Midvash is built on a small modern stack: Astro for the web reader and this site, native SwiftUI for iPhone and Kotlin with Jetpack Compose for Android, and a Manifest V3 extension for Chrome. Everything runs on Cloudflare Workers, with the Bible content served from a curated set of translations.
The full source code of the public APIs at api.midvash.com and the MCP server is open for reuse — including third-party Bible apps that want to consume the same canonical reference data.
Neto Gregório
Midvash is led by Neto Gregório — theologian, advertiser, and entrepreneur.
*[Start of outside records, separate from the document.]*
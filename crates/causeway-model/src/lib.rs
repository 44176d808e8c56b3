// Copyright (c) 2025 Felix Kahle.
//
// Permission is hereby granted, free of charge, to any person obtaining
// a copy of this software and associated documentation files (the
// "Software"), to deal in the Software without restriction, including
// without limitation the rights to use, copy, modify, merge, publish,
// distribute, sublicense, and/or sell copies of the Software, and to
// permit persons to whom the Software is furnished to do so, subject to
// the following conditions:
//
// The above copyright notice and this permission notice shall be
// included in all copies or substantial portions of the Software.
//
// THE SOFTWARE IS PROVIDED "AS IS", WITHOUT WARRANTY OF ANY KIND,
// EXPRESS OR IMPLIED, INCLUDING BUT NOT LIMITED TO THE WARRANTIES OF
// MERCHANTABILITY, FITNESS FOR A PARTICULAR PURPOSE AND
// NONINFRINGEMENT. IN NO EVENT SHALL THE AUTHORS OR COPYRIGHT HOLDERS BE
// LIABLE FOR ANY CLAIM, DAMAGES OR OTHER LIABILITY, WHETHER IN AN ACTION
// OF CONTRACT, TORT OR OTHERWISE, ARISING FROM, OUT OF OR IN CONNECTION
// WITH THE SOFTWARE OR THE USE OR OTHER DEALINGS IN THE SOFTWARE.

pub mod index;
pub mod model;
pub mod plan;
pub mod state;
He runs the product day to day — code, design, translations, editorial calls — with the help of the small community of contributors mentioned above.
The motivation to build Midvash came from a simple frustration: most Bible apps treat the text as feed content, with pop-ups, gamification, and noise. A place to read with calm was missing. Midvash is the attempt to build that place: the Bible free to read for anyone, with a deeper study layer for those who want to go further.
Neto writes about technology, faith, and digital business at netogregorio.com. If you want to understand where the project comes from — and who the person behind it is — start there.
Help keep Midvash running.
Reading the Bible on Midvash is free, and the public API, the MCP server, and this site are open source. A Pro subscription funds the premium study tools; donations sustain the free and open layer, which a small number of supporters help keep running.
If you'd like to help cover the cost of keeping the Bible free and open, support the project at midvash.app/support. Every contribution, however small, goes directly into hosting, translation licenses, and time to keep building.
By email at contact@midvash.com. We read everything — feedback, bug reports, suggestions, questions about translations, partnership ideas. Replies can take a while depending on volume, but every email is read.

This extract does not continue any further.